Ne söylediği ve kime ait olduğu belirsiz bir fısıltı yüzünden düzenini kaybetmiş olmanın acısını yaşıyordu dev.


Alıştığı ve bildiği tek şey derin bir uykuyken, bilinç düzeyinde büsbütün fark yaratan bu uyanıklık hali onu afallatmıştı. Yeni duruma adapte olup olamayacağı hakkında ise en ufak bir fikri yoktu ve bu yüzden alışma süresinin ne kadar süreceğini kestirmek çok zordu.


Bir değişikliğin devamında daha birçok değişikliğin de olması muhakkaktı. Mesela uykusundayken metabolizması ve düşünsel aktiviteleri bazal hızdayken şu an beyni tüm gücüyle ve acıyarak çalışıyordu, acıkıyordu ve susuyordu.


Ayrıca susuyordu. Çünkü insanlar gibi sosyal bir varlık olarak büyümediği için kelimelerden, cümlelerden, sözlü iletişimden haberdar değildi. Güleceği, ağlayacağı, çığlık atıp kaçacağı zamana kadar da muhtemelen susmaya devam edecekti.

(Zaten bu devin sesleri şekillendirecek becerikli bir dili, dudak ve yanak kasları ya da çıkartacağı sesin şiddetini ve frekansını kontrol edebileceği ses telleri olduğundan da emin değiliz hala.)


Harcadığı enerjiyi geri alabileceği yiyecekler ve kaybettiği sıvıyı geri alabileceği su gerekiyordu en azından.


Güdüsel olarak bu ihtiyaçlarını karşılaması gerektiğinin farkındaydı.

Açlığı da susuzluğu da hissediyordu fakat bu hisleri daha önce hissetmediğini unutmayalım. Güçlü, net ve de oldukça rahatsızlık verici olsalar da bu hisler onun için oldukça yabancıydı.


Hislerin/güdülerinin gereğini yerine getirebilecek davranışları da bilmiyordu nitekim.


En başından başlaması gerekiyordu.


Yaşamayı en başından başlayarak öğrenmeliydi.

Çevresinde ise ona yardımcı olacak kendi türünden ya da başka türden bir canlı yoktu. Yapayalnızdı.



İstemsiz devam eden ‘hayat’ olgusunun içinde olduğu müddetçe, elinden gelen çabayı gösterip bazen çok hızlı bazen çok yavaş akan zaman nehrinde tüm kuvvetiyle küreklerine sarılarak -kısmen ya da büyük ölçüde- kendi yönünü kendisi mi tayin etmeliydi?

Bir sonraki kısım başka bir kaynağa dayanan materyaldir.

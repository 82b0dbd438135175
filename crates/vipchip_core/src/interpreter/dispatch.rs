use std::fmt;

use crate::display::Display;
use crate::keypad::Keypad;
use crate::timing;
use crate::{Fault, FONT_GLYPH_HEIGHT, FONT_OFFSET, INSTRUCTION_WIDTH};

use super::{rng, Interpreter, TIMER_DELAY, TIMER_SOUND};

/// A fetched big-endian instruction word.
#[derive(Copy, Clone, Debug, PartialEq, Eq)]
pub(crate) struct Opcode(pub(crate) u16);

impl Opcode {
    #[inline]
    pub(crate) fn family(self) -> u8 {
        (self.0 >> 12) as u8
    }

    #[inline]
    pub(crate) fn x(self) -> usize {
        usize::from((self.0 >> 8) & 0x0F)
    }

    #[inline]
    pub(crate) fn y(self) -> usize {
        usize::from((self.0 >> 4) & 0x0F)
    }

    #[inline]
    pub(crate) fn n(self) -> u8 {
        (self.0 & 0x0F) as u8
    }

    #[inline]
    pub(crate) fn nn(self) -> u8 {
        (self.0 & 0xFF) as u8
    }

    #[inline]
    pub(crate) fn nnn(self) -> u16 {
        self.0 & 0x0FFF
    }
}

impl fmt::Display for Opcode {
    fn fmt(&self, f: &mut fmt::Formatter<'_>) -> fmt::Result {
        write!(f, "{:04X}", self.0)
    }
}

impl<D: Display, K: Keypad> Interpreter<D, K> {
    /// Execute an already fetched opcode (PC points past it) and return its
    /// execution cost in machine cycles, excluding the fetch.
    pub(super) fn execute(&mut self, op: Opcode) -> Result<u32, Fault> {
        match op.family() {
            0x0 => self.exec_system(op),
            0x1 => {
                self.pc = op.nnn();
                Ok(timing::JP)
            }
            0x2 => {
                self.push(self.pc)?;
                self.pc = op.nnn();
                Ok(timing::CALL)
            }
            0x3 => Ok(self.skip_if(self.registers[op.x()] == op.nn(), timing::SKIP)),
            0x4 => Ok(self.skip_if(self.registers[op.x()] != op.nn(), timing::SKIP)),
            0x5 => self.exec_skip_registers(op, true),
            0x6 => {
                self.registers[op.x()] = op.nn();
                Ok(timing::LD_IMM)
            }
            0x7 => {
                let x = op.x();
                self.registers[x] = self.registers[x].wrapping_add(op.nn());
                Ok(timing::ADD_IMM)
            }
            0x8 => self.exec_alu(op),
            0x9 => self.exec_skip_registers(op, false),
            0xA => {
                self.index = op.nnn();
                Ok(timing::LD_I)
            }
            0xB => {
                self.pc = op.nnn() + u16::from(self.registers[0]);
                Ok(timing::JP_V0)
            }
            0xC => {
                let (value, seed) = rng::feedback(self.seed, self.pc, &self.memory);
                self.seed = seed;
                self.registers[op.x()] = value & op.nn();
                Ok(timing::RND)
            }
            0xD => self.draw_sprite(op.x(), op.y(), op.n()),
            0xE => self.exec_skip_key(op),
            _ => self.exec_misc(op),
        }
    }

    /// `00E0`, `00EE` and machine-code calls.
    fn exec_system(&mut self, op: Opcode) -> Result<u32, Fault> {
        match op.0 {
            0x00E0 => {
                self.clear_display();
                Ok(timing::CLS)
            }
            0x00EE => {
                self.pc = self.pop()?;
                Ok(timing::RET)
            }
            _ if self.config.strict => Err(Fault::UnexpectedOpcode),
            _ => {
                log::debug!("ignoring machine code call {op}");
                Ok(timing::SYS)
            }
        }
    }

    /// `5XY0` / `9XY0`.
    fn exec_skip_registers(&mut self, op: Opcode, equal: bool) -> Result<u32, Fault> {
        if op.n() != 0 {
            return Err(Fault::UnexpectedOpcode);
        }
        let same = self.registers[op.x()] == self.registers[op.y()];
        Ok(self.skip_if(same == equal, timing::SKIP_REG))
    }

    /// `EX9E` / `EXA1`. Values past `0xF` name no key and are never pressed.
    fn exec_skip_key(&mut self, op: Opcode) -> Result<u32, Fault> {
        let pressed = self.kb.is_pressed(self.registers[op.x()]);
        match op.nn() {
            0x9E => Ok(self.skip_if(pressed, timing::SKIP_KEY)),
            0xA1 => Ok(self.skip_if(!pressed, timing::SKIP_KEY)),
            _ => Err(Fault::UnexpectedOpcode),
        }
    }

    /// The `FXNN` family: timers, key wait, index arithmetic and memory blocks.
    fn exec_misc(&mut self, op: Opcode) -> Result<u32, Fault> {
        let x = op.x();
        match op.nn() {
            0x07 => {
                self.registers[x] = self.timers[TIMER_DELAY].value();
                Ok(timing::LD_DT)
            }
            0x0A => {
                // Resolved by do_cycle on the next release; a key already
                // down on this cycle counts as pressed.
                self.key_halt = Some(x);
                self.key_latch = self.kb;
                Ok(timing::WAIT_KEY)
            }
            0x15 => {
                self.timers[TIMER_DELAY].load(self.registers[x], self.cycles);
                Ok(timing::SET_TIMER)
            }
            0x18 => {
                // The VIP tone generator cannot sound for a single tick.
                let value = match self.registers[x] {
                    1 => 0,
                    v => v,
                };
                self.timers[TIMER_SOUND].load(value, self.cycles);
                Ok(timing::SET_TIMER)
            }
            0x1E => {
                self.index = self.index.wrapping_add(u16::from(self.registers[x]));
                Ok(timing::ADD_I)
            }
            0x29 => {
                let glyph = u16::from(self.registers[x] & 0x0F);
                self.index = FONT_OFFSET + glyph * FONT_GLYPH_HEIGHT;
                Ok(timing::LD_FONT)
            }
            0x33 => {
                let range = self.memory_range(self.index, 3)?;
                let value = self.registers[x];
                self.memory[range].copy_from_slice(&[value / 100, value / 10 % 10, value % 10]);
                Ok(timing::BCD)
            }
            0x55 => {
                let range = self.memory_range(self.index, x + 1)?;
                self.memory[range].copy_from_slice(&self.registers[..=x]);
                self.index = self.index.wrapping_add(x as u16 + 1);
                Ok(timing::block(x as u32 + 1))
            }
            0x65 => {
                let range = self.memory_range(self.index, x + 1)?;
                self.registers[..=x].copy_from_slice(&self.memory[range]);
                self.index = self.index.wrapping_add(x as u16 + 1);
                Ok(timing::block(x as u32 + 1))
            }
            _ => Err(Fault::UnexpectedOpcode),
        }
    }

    /// Skip the next instruction when `taken`; returns the skip cost.
    #[inline]
    fn skip_if(&mut self, taken: bool, base: u32) -> u32 {
        if taken {
            self.pc += INSTRUCTION_WIDTH;
        }
        timing::skip(base, taken)
    }
}
use std::io::Read;
use std::ops::Range;

use crate::config::Config;
use crate::display::Display;
use crate::keypad::{Keypad, PadKeys};
use crate::snapshot::Snapshot;
use crate::timing;
use crate::{
    Fault, FLAG_REGISTER, FONT, FONT_OFFSET, FONT_SIZE, INSTRUCTION_WIDTH, MAX_MEMORY_SIZE,
    MIN_MEMORY_SIZE, PROGRAM_START, REGISTER_COUNT, STACK_DEPTH,
};

mod alu;
mod dispatch;
mod rng;
mod sprite;
mod timer;


use dispatch::Opcode;
use timer::CountdownTimer;

const TIMER_DELAY: usize = 0;
const TIMER_SOUND: usize = 1;

/// Sound timer value held while a key is down during `FX0A`.
const KEY_WAIT_TONE: u8 = 4;

/// Whether the interpreter is executing or parked in `FX0A`.
#[derive(Copy, Clone, Debug, PartialEq, Eq, Hash)]
pub enum RunState {
    Running,
    AwaitingKey,
}

/// CHIP-8 interpreter bound to a display and a keypad.
///
/// The interpreter is a plain synchronous state machine: the host calls
/// [`Interpreter::do_cycle`] repeatedly from one thread and uses the returned
/// cost to pace itself. Faults are never panics; they are recorded and gate
/// further cycles until the next reset.
pub struct Interpreter<D, K> {
    display: D,
    keypad: K,
    config: Config,
    fault: Option<Fault>,
    timers: [CountdownTimer; 2],
    /// Clocks accumulated since the last reset.
    cycles: u64,
    /// Stack pointer; `STACK_DEPTH` means empty, `CALL` counts down.
    sp: usize,
    /// Register waiting for a key release because of `FX0A`.
    key_halt: Option<usize>,
    /// Last non-empty key state observed during the wait.
    key_latch: PadKeys,
    /// Key state sampled at the start of the current cycle.
    kb: PadKeys,
    index: u16,
    pc: u16,
    seed: u16,
    stack: [u16; STACK_DEPTH],
    registers: [u8; REGISTER_COUNT],
    memory: Box<[u8]>,
}

impl<D: Display, K: Keypad> Interpreter<D, K> {
    /// Create an interpreter with no program loaded.
    ///
    /// The fail state starts as [`Fault::NoProgram`]; load a program with
    /// [`Interpreter::reset`] or [`Interpreter::reset_from_reader`].
    pub fn new(display: D, keypad: K, config: Config) -> Self {
        let memory_size = config.memory_size.clamp(MIN_MEMORY_SIZE, MAX_MEMORY_SIZE);
        if memory_size != config.memory_size {
            log::warn!(
                "memory size {:#X} out of range, using {:#X}",
                config.memory_size,
                memory_size
            );
        }
        let config = Config {
            memory_size,
            ..config
        };
        let mut interpreter = Self {
            display,
            keypad,
            fault: None,
            timers: [CountdownTimer::default(); 2],
            cycles: 0,
            sp: STACK_DEPTH,
            key_halt: None,
            key_latch: PadKeys::empty(),
            kb: PadKeys::empty(),
            index: 0,
            pc: PROGRAM_START,
            seed: config.seed,
            stack: [0; STACK_DEPTH],
            registers: [0; REGISTER_COUNT],
            memory: vec![0; memory_size].into_boxed_slice(),
            config,
        };
        // Nothing to load yet; this records NoProgram.
        let _ = interpreter.reset(&[]);
        interpreter
    }

    /// Reinitialize all state and load `program` at [`PROGRAM_START`].
    ///
    /// The outcome is both returned and recorded in the fail state. On
    /// failure the program area stays zero-filled and the display blank.
    pub fn reset(&mut self, program: &[u8]) -> Result<(), Fault> {
        self.reset_state();

        let outcome = check_program(program.len(), self.capacity());
        if outcome.is_ok() {
            let start = usize::from(PROGRAM_START);
            self.memory[start..start + program.len()].copy_from_slice(program);
        }

        match outcome {
            Ok(()) => log::debug!(
                "loaded {} byte program ({} bytes free)",
                program.len(),
                self.capacity() - program.len()
            ),
            Err(fault) => {
                log::warn!("program of {} bytes rejected: {fault}", program.len());
                self.fault = Some(fault);
            }
        }
        outcome
    }

    /// Like [`Interpreter::reset`], reading the program from a stream.
    ///
    /// At most one byte more than fits is read, so oversized streams are
    /// rejected without being consumed to the end. A read error ends the
    /// stream; whatever arrived before it counts as the program.
    pub fn reset_from_reader<R: Read>(&mut self, reader: R) -> Result<(), Fault> {
        let limit = self.capacity() as u64 + 1;
        let mut program = Vec::with_capacity(self.capacity());
        if let Err(err) = reader.take(limit).read_to_end(&mut program) {
            log::warn!("program stream failed after {} bytes: {err}", program.len());
        }
        self.reset(&program)
    }

    fn reset_state(&mut self) {
        self.memory.fill(0);
        let font = usize::from(FONT_OFFSET);
        self.memory[font..font + FONT_SIZE].copy_from_slice(&FONT);

        self.fault = None;
        self.timers = [CountdownTimer::default(); 2];
        self.cycles = 0;
        self.sp = STACK_DEPTH;
        self.key_halt = None;
        self.key_latch = PadKeys::empty();
        self.kb = PadKeys::empty();
        self.index = 0;
        self.pc = PROGRAM_START;
        self.seed = self.config.seed;
        self.stack = [0; STACK_DEPTH];
        self.registers = [0; REGISTER_COUNT];

        self.clear_display();
    }

    /// Bytes available for a program.
    pub fn capacity(&self) -> usize {
        self.memory.len() - usize::from(PROGRAM_START)
    }

    /// Run one cycle and return its cost in clocks.
    ///
    /// Returns 0 without touching any state while a fault is pending.
    pub fn do_cycle(&mut self) -> u32 {
        if !self.is_ok() {
            return 0;
        }

        self.kb = self.keypad.state();

        let cost = match self.key_halt {
            Some(register) => {
                self.poll_key(register);
                timing::clocks(timing::KEY_POLL)
            }
            None => match self.step() {
                Ok(machine_cycles) => timing::clocks(timing::FETCH + machine_cycles),
                Err(fault) => {
                    self.fail(fault);
                    timing::clocks(timing::FETCH)
                }
            },
        };

        self.seed = self.seed.wrapping_add(1);
        self.cycles += u64::from(cost);
        self.refresh_timers();

        cost
    }

    fn step(&mut self) -> Result<u32, Fault> {
        let opcode = self.fetch()?;
        log::trace!("{:03X}: {opcode}", self.pc - INSTRUCTION_WIDTH);

        let cost = self.execute(opcode)?;
        if usize::from(self.pc) >= self.memory.len() {
            return Err(Fault::IndexOutOfBounds);
        }
        Ok(cost)
    }

    fn fetch(&mut self) -> Result<Opcode, Fault> {
        let pc = usize::from(self.pc);
        let bytes = self
            .memory
            .get(pc..pc + usize::from(INSTRUCTION_WIDTH))
            .ok_or(Fault::IndexOutOfBounds)?;
        let opcode = Opcode(u16::from_be_bytes([bytes[0], bytes[1]]));
        self.pc += INSTRUCTION_WIDTH;
        Ok(opcode)
    }

    /// Resolve `FX0A` on a press-then-release edge.
    fn poll_key(&mut self, register: usize) {
        if self.kb.is_empty() {
            if let Some(key) = self.key_latch.lowest() {
                log::debug!("key {key:X} released into V{register:X}");
                self.registers[register] = key;
                self.key_halt = None;
                self.key_latch = PadKeys::empty();
            }
        } else {
            self.key_latch = self.kb;
            if self.config.key_wait_tone {
                self.timers[TIMER_SOUND].sustain(KEY_WAIT_TONE, self.cycles);
            }
        }
    }

    fn refresh_timers(&mut self) {
        for timer in &mut self.timers {
            timer.refresh(self.cycles);
        }
    }

    fn fail(&mut self, fault: Fault) {
        log::error!(
            "{fault} at {:#05X} after {} cycles",
            self.pc.wrapping_sub(INSTRUCTION_WIDTH),
            self.cycles
        );
        self.fault = Some(fault);
    }

    fn push(&mut self, value: u16) -> Result<(), Fault> {
        if self.sp == 0 {
            return Err(Fault::StackOverflow);
        }
        self.sp -= 1;
        self.stack[self.sp] = value;
        Ok(())
    }

    fn pop(&mut self) -> Result<u16, Fault> {
        if self.sp >= STACK_DEPTH {
            return Err(Fault::StackUnderflow);
        }
        let value = self.stack[self.sp];
        self.sp += 1;
        Ok(value)
    }

    /// Memory range `[start, start + len)`, if it lies inside memory.
    fn memory_range(&self, start: u16, len: usize) -> Result<Range<usize>, Fault> {
        let start = usize::from(start);
        let end = start + len;
        if end > self.memory.len() {
            return Err(Fault::IndexOutOfBounds);
        }
        Ok(start..end)
    }

    /// VF is always written after the data register, so a flag-producing
    /// instruction targeting VF ends up holding the flag.
    #[inline]
    fn set_flag(&mut self, flag: u8) {
        self.registers[FLAG_REGISTER] = flag;
    }

    pub fn last_error(&self) -> Option<Fault> {
        self.fault
    }

    pub fn is_ok(&self) -> bool {
        self.fault.is_none()
    }

    pub fn is_playing_sound(&self) -> bool {
        self.timers[TIMER_SOUND].is_running()
    }

    pub fn is_key_awaited(&self) -> bool {
        self.key_halt.is_some()
    }

    pub fn is_frame_updated(&self) -> bool {
        self.display.is_invalid()
    }

    pub fn state(&self) -> RunState {
        if self.is_key_awaited() {
            RunState::AwaitingKey
        } else {
            RunState::Running
        }
    }

    /// Clocks accumulated since the last reset.
    pub fn cycles(&self) -> u64 {
        self.cycles
    }

    pub fn config(&self) -> &Config {
        &self.config
    }

    pub fn display(&self) -> &D {
        &self.display
    }

    pub fn display_mut(&mut self) -> &mut D {
        &mut self.display
    }

    pub fn keypad(&self) -> &K {
        &self.keypad
    }

    /// Read-only view of the machine state.
    pub fn snapshot(&self) -> Snapshot<'_> {
        Snapshot {
            registers: &self.registers,
            stack: &self.stack,
            memory: &self.memory,
            pc: self.pc,
            index: self.index,
            sp: self.sp,
            key_halt: self.key_halt,
            keyboard: self.kb,
            delay: self.timers[TIMER_DELAY].value(),
            sound: self.timers[TIMER_SOUND].value(),
            cycles: self.cycles,
            seed: self.seed,
        }
    }
}

fn check_program(len: usize, capacity: usize) -> Result<(), Fault> {
    if len == 0 {
        Err(Fault::NoProgram)
    } else if len < usize::from(INSTRUCTION_WIDTH) {
        Err(Fault::ProgramTooSmall)
    } else if len > capacity {
        Err(Fault::ProgramTooLarge)
    } else {
        Ok(())
    }
}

İçindeki yaşamak arzusu bu kadar güçlü ve mükemmeliyetçi miydi?


Yoksa kendini devam eden hayata ve akıp giden zamana bırakıp koca bir boşvermişlik içinde gökyüzünü izleyerek mi geçirmeliydi vaktini (başını hatırlamadığı sonunu ise göremediği) belli ve belirsiz ömrü boyunca?


Rahatsızlık veren tüm o güdülerini, hislerini bir kenara bırakıp -artık- yaşadığının farkında olmasına rağmen bilinçsiz ve derin uykusunda olduğu zamanlardaki gibi mi yapmalıydı?